Prompt
Output each entry exactly as written.

Dataset entries

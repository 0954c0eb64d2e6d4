//! Zoho CRM to Airtable mirror.
//!
//! Copies Zoho CRM modules into same-named Airtable tables, one way. Tables
//! and fields are created as needed with types derived from Zoho's field
//! metadata; records are appended (or the table is cleared first).
//!
//! # Crates
//!
//! - `zoho_source` - Zoho CRM client and the `CrmSource` trait
//! - `airtable_sink` - Airtable client and the `AirtableSink` trait
//! - `airtable_types` - type mapping and record conversion
//! - `sync_core` - shared data model
//!
//! # CLI Usage
//!
//! ```bash
//! # List modules with their indices
//! zoho-airtable-sync modules
//!
//! # Sync everything
//! zoho-airtable-sync sync --all
//!
//! # Sync modules 1 and 3, replacing existing records, and keep a report
//! zoho-airtable-sync sync --module-index 1,3 --clear --report-file report.json
//!
//! # See what a sync would do
//! zoho-airtable-sync sync --module Leads --dry-run
//! ```

use clap::{Args, Parser};
use std::time::Duration;

pub mod config;
pub mod reconcile;
pub mod report;
pub mod sync;
pub mod testing;

pub use sync::{ModuleSelection, Orchestrator};

#[derive(Parser, Clone)]
pub struct ZohoOpts {
    /// Zoho OAuth client id
    #[arg(long, env = "CRM_CLIENTID", hide_env_values = true)]
    pub zoho_client_id: String,

    /// Zoho OAuth client secret
    #[arg(long, env = "CRM_CLIENTSECRET", hide_env_values = true)]
    pub zoho_client_secret: String,

    /// Zoho OAuth refresh token
    #[arg(long, env = "CRM_REFRESH_TOKEN", hide_env_values = true)]
    pub zoho_refresh_token: String,

    /// Zoho data center (com, eu, in, com.au, ...)
    #[arg(long, default_value = "com", env = "ZOHO_REGION")]
    pub zoho_region: String,

    /// Zoho CRM API base URL (default: https://www.zohoapis.{region}/crm/v8)
    #[arg(long, env = "ZOHO_API_URL")]
    pub zoho_api_url: Option<String>,

    /// Zoho accounts base URL (default: https://accounts.zoho.{region})
    #[arg(long, env = "ZOHO_ACCOUNTS_URL")]
    pub zoho_accounts_url: Option<String>,
}

#[derive(Parser, Clone)]
pub struct AirtableOpts {
    /// Airtable personal access token
    #[arg(long, env = "AIRTABLE_PERSONALKEY", hide_env_values = true)]
    pub airtable_token: String,

    /// Airtable base id
    #[arg(long, env = "AIRTABLE_BASE_ID")]
    pub airtable_base_id: String,

    /// Airtable API base URL
    #[arg(
        long,
        default_value = airtable_sink::DEFAULT_API_URL,
        env = "AIRTABLE_API_URL"
    )]
    pub airtable_api_url: String,
}

/// Which modules to sync. Exactly one must be given.
#[derive(Args, Clone, Debug)]
#[group(required = true, multiple = false)]
pub struct ModuleArgs {
    /// Sync every module
    #[arg(long)]
    pub all: bool,

    /// Module indices as printed by the `modules` command (e.g. 1,3,5)
    #[arg(long, value_delimiter = ',')]
    pub module_index: Vec<usize>,

    /// Module API names (e.g. Leads,Contacts)
    #[arg(long = "module", value_delimiter = ',')]
    pub modules: Vec<String>,
}

impl ModuleArgs {
    pub fn selection(&self) -> ModuleSelection {
        if self.all {
            ModuleSelection::All
        } else if !self.module_index.is_empty() {
            ModuleSelection::Indices(self.module_index.clone())
        } else {
            ModuleSelection::Names(self.modules.clone())
        }
    }
}

// CLI type → library type conversions
impl From<&ZohoOpts> for zoho_source::ZohoConfig {
    fn from(opts: &ZohoOpts) -> Self {
        Self {
            client_id: opts.zoho_client_id.clone(),
            client_secret: opts.zoho_client_secret.clone(),
            refresh_token: opts.zoho_refresh_token.clone(),
            region: opts.zoho_region.clone(),
            api_url: opts.zoho_api_url.clone(),
            accounts_url: opts.zoho_accounts_url.clone(),
            ..Default::default()
        }
    }
}

impl From<&AirtableOpts> for airtable_sink::AirtableConfig {
    fn from(opts: &AirtableOpts) -> Self {
        Self {
            token: opts.airtable_token.clone(),
            base_id: opts.airtable_base_id.clone(),
            api_url: opts.airtable_api_url.clone(),
        }
    }
}

impl ZohoOpts {
    /// Client settings with the record detail pause taken from the sync settings.
    pub fn client_config(&self, detail_delay: Duration) -> zoho_source::ZohoConfig {
        zoho_source::ZohoConfig {
            detail_delay,
            ..self.into()
        }
    }
}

Task response
repository 0954c0eb64d2e6d4
//! Zoho CRM to Airtable mirror.
//!
//! Copies Zoho CRM modules into same-named Airtable tables, one way. Tables
//! and fields are created as needed with types derived from Zoho's field
//! metadata; records are appended (or the table is cleared first).
//!
//! # Crates
//!
//! - `zoho_source` - Zoho CRM client and the `CrmSource` trait
//! - `airtable_sink` - Airtable client and the `AirtableSink` trait
//! - `airtable_types` - type mapping and record conversion
//! - `sync_core` - shared data model
//!
//! # CLI Usage
//!
//! ```bash
//! # List modules with their indices
//! zoho-airtable-sync modules
//!
//! # Sync everything
//! zoho-airtable-sync sync --all
//!
//! # Sync modules 1 and 3, replacing existing records, and keep a report
//! zoho-airtable-sync sync --module-index 1,3 --clear --report-file report.json
//!
//! # See what a sync would do
//! zoho-airtable-sync sync --module Leads --dry-run
//! ```

use clap::{Args, Parser};
use std::time::Duration;

pub mod config;
pub mod reconcile;
pub mod report;
pub mod sync;
pub mod testing;

pub use sync::{ModuleSelection, Orchestrator};

#[derive(Parser, Clone)]
pub struct ZohoOpts {
    /// Zoho OAuth client id
    #[arg(long, env = "CRM_CLIENTID", hide_env_values = true)]
    pub zoho_client_id: String,

    /// Zoho OAuth client secret
    #[arg(long, env = "CRM_CLIENTSECRET", hide_env_values = true)]
    pub zoho_client_secret: String,

    /// Zoho OAuth refresh token
    #[arg(long, env = "CRM_REFRESH_TOKEN", hide_env_values = true)]
    pub zoho_refresh_token: String,

    /// Zoho data center (com, eu, in, com.au, ...)
    #[arg(long, default_value = "com", env = "ZOHO_REGION")]
    pub zoho_region: String,

    /// Zoho CRM API base URL (default: https://www.zohoapis.{region}/crm/v8)
    #[arg(long, env = "ZOHO_API_URL")]
    pub zoho_api_url: Option<String>,

    /// Zoho accounts base URL (default: https://accounts.zoho.{region})
    #[arg(long, env = "ZOHO_ACCOUNTS_URL")]
    pub zoho_accounts_url: Option<String>,
}

#[derive(Parser, Clone)]
pub struct AirtableOpts {
    /// Airtable personal access token
    #[arg(long, env = "AIRTABLE_PERSONALKEY", hide_env_values = true)]
    pub airtable_token: String,

    /// Airtable base id
    #[arg(long, env = "AIRTABLE_BASE_ID")]
    pub airtable_base_id: String,

    /// Airtable API base URL
    #[arg(
        long,
        default_value = airtable_sink::DEFAULT_API_URL,
        env = "AIRTABLE_API_URL"
    )]
    pub airtable_api_url: String,
}

/// Which modules to sync. Exactly one must be given.
#[derive(Args, Clone, Debug)]
#[group(required = true, multiple = false)]
pub struct ModuleArgs {
    /// Sync every module
    #[arg(long)]
    pub all: bool,

    /// Module indices as printed by the `modules` command (e.g. 1,3,5)
    #[arg(long, value_delimiter = ',')]
    pub module_index: Vec<usize>,

    /// Module API names (e.g. Leads,Contacts)
    #[arg(long = "module", value_delimiter = ',')]
    pub modules: Vec<String>,
}

impl ModuleArgs {
    pub fn selection(&self) -> ModuleSelection {
        if self.all {
            ModuleSelection::All
        } else if !self.module_index.is_empty() {
            ModuleSelection::Indices(self.module_index.clone())
        } else {
            ModuleSelection::Names(self.modules.clone())
        }
    }
}

// CLI type → library type conversions
impl From<&ZohoOpts> for zoho_source::ZohoConfig {
    fn from(opts: &ZohoOpts) -> Self {
        Self {
            client_id: opts.zoho_client_id.clone(),
            client_secret: opts.zoho_client_secret.clone(),
            refresh_token: opts.zoho_refresh_token.clone(),
            region: opts.zoho_region.clone(),
            api_url: opts.zoho_api_url.clone(),
            accounts_url: opts.zoho_accounts_url.clone(),
            ..Default::default()
        }
    }
}

impl From<&AirtableOpts> for airtable_sink::AirtableConfig {
    fn from(opts: &AirtableOpts) -> Self {
        Self {
            token: opts.airtable_token.clone(),
            base_id: opts.airtable_base_id.clone(),
            api_url: opts.airtable_api_url.clone(),
        }
    }
}

impl ZohoOpts {
    /// Client settings with the record detail pause taken from the sync settings.
    pub fn client_config(&self, detail_delay: Duration) -> zoho_source::ZohoConfig {
        zoho_source::ZohoConfig {
            detail_delay,
            ..self.into()
        }
    }
}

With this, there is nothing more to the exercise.